(Records excerpted from a collection)
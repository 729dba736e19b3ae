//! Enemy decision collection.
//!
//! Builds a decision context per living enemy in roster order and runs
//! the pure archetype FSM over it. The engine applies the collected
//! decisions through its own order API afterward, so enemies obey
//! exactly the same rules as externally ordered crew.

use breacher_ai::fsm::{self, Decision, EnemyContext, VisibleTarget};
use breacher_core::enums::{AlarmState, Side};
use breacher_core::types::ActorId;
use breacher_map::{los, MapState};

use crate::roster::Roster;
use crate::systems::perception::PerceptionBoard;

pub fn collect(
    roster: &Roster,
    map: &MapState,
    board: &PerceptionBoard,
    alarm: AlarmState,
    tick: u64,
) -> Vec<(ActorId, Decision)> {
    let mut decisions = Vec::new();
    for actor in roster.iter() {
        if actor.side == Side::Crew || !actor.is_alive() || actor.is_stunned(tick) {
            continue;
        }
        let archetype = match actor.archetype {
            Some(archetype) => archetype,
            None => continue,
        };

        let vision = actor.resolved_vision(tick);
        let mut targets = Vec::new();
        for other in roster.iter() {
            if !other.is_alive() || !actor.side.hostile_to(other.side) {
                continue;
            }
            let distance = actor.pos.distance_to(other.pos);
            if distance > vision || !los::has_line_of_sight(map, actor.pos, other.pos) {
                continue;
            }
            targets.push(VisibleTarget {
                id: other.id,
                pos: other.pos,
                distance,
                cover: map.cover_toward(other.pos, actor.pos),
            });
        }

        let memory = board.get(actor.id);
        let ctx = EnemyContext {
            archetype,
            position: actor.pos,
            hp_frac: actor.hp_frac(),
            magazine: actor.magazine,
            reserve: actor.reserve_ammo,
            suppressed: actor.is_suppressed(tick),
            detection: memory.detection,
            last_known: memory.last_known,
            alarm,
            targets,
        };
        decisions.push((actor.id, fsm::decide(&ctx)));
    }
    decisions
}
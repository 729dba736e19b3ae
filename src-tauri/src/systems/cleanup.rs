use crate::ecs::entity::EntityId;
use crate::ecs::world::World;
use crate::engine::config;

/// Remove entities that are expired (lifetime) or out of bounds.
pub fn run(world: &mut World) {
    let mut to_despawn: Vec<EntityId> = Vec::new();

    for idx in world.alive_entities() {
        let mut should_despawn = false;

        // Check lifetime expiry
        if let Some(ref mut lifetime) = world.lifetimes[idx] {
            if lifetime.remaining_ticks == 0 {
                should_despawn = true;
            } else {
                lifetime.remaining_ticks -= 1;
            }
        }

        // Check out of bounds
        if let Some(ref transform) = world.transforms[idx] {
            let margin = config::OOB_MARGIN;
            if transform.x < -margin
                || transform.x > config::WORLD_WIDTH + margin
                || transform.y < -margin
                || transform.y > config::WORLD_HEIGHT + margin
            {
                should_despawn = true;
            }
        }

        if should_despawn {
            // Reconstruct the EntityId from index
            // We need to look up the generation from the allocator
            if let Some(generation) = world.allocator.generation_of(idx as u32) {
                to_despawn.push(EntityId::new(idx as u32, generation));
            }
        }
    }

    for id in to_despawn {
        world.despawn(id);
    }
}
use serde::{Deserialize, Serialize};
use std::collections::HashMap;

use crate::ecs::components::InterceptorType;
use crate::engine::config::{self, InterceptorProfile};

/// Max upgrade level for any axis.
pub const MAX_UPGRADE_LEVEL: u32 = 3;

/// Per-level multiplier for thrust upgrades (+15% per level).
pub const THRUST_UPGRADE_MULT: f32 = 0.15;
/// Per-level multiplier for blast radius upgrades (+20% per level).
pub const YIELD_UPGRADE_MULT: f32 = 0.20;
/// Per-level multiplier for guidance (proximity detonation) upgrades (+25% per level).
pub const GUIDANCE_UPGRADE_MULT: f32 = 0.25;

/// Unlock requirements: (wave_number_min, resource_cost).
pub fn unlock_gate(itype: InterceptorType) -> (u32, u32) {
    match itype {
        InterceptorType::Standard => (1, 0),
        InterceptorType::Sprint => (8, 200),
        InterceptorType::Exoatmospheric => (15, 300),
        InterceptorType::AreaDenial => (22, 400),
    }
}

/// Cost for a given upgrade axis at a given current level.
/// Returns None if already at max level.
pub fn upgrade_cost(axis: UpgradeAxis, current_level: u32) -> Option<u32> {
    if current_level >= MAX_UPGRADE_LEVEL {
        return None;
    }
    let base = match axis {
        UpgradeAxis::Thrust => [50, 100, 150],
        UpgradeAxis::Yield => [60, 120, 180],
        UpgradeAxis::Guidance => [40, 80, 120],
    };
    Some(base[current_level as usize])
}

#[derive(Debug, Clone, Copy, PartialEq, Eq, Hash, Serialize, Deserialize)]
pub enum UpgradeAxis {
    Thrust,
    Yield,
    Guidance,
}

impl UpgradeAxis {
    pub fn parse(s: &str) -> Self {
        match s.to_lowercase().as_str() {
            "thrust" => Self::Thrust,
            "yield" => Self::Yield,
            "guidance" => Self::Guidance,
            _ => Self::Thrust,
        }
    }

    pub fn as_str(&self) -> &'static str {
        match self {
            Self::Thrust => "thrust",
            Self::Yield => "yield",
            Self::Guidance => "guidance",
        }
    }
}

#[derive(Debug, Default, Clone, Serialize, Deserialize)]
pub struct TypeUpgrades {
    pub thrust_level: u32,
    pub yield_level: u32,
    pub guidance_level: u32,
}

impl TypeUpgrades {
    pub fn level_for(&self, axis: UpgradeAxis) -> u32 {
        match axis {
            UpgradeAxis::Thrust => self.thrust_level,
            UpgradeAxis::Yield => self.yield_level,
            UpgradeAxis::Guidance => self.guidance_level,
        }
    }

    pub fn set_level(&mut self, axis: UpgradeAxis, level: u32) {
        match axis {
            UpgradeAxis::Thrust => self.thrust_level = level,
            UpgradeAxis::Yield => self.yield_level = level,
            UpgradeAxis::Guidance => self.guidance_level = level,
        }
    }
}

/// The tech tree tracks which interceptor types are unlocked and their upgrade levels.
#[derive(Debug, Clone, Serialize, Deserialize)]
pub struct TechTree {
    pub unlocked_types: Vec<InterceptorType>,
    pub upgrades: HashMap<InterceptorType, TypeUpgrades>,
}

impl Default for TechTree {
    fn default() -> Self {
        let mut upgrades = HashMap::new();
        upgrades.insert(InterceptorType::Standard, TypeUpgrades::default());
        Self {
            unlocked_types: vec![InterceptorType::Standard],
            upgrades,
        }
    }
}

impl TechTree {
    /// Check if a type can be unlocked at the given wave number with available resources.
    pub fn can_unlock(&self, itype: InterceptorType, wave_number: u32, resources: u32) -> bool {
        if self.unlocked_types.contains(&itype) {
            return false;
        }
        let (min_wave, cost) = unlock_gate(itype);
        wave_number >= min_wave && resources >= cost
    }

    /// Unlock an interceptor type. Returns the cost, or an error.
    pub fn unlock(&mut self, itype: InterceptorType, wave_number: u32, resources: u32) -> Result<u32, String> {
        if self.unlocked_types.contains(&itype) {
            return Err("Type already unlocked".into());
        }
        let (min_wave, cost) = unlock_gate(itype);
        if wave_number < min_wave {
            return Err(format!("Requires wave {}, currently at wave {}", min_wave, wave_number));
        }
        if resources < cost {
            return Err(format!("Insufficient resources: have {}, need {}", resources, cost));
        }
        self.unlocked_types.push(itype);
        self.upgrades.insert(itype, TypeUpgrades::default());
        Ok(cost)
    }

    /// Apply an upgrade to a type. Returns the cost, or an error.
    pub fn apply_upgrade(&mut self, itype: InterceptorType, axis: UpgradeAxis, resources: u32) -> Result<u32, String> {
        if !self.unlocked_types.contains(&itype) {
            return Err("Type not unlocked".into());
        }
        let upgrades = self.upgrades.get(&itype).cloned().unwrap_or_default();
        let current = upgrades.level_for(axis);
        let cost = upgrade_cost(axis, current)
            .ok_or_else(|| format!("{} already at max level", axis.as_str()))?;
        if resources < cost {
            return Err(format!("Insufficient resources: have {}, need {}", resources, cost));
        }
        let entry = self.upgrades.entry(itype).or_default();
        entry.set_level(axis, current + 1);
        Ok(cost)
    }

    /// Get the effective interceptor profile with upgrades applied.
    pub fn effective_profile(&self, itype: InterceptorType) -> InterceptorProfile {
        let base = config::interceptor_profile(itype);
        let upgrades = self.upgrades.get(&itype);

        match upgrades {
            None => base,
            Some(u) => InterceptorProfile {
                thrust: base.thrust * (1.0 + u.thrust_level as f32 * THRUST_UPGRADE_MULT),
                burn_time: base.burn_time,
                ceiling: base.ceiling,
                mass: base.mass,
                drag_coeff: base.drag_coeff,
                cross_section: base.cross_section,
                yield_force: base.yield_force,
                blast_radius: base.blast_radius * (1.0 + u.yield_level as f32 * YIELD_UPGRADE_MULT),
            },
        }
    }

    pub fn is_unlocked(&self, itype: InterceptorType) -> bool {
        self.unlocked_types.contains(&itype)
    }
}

YOUR GOAL: What lines of the data contain the string "ActorId"? List them.

YOUR RESPONSE:
use breacher_core::types::ActorId;
) -> Vec<(ActorId, Decision)> {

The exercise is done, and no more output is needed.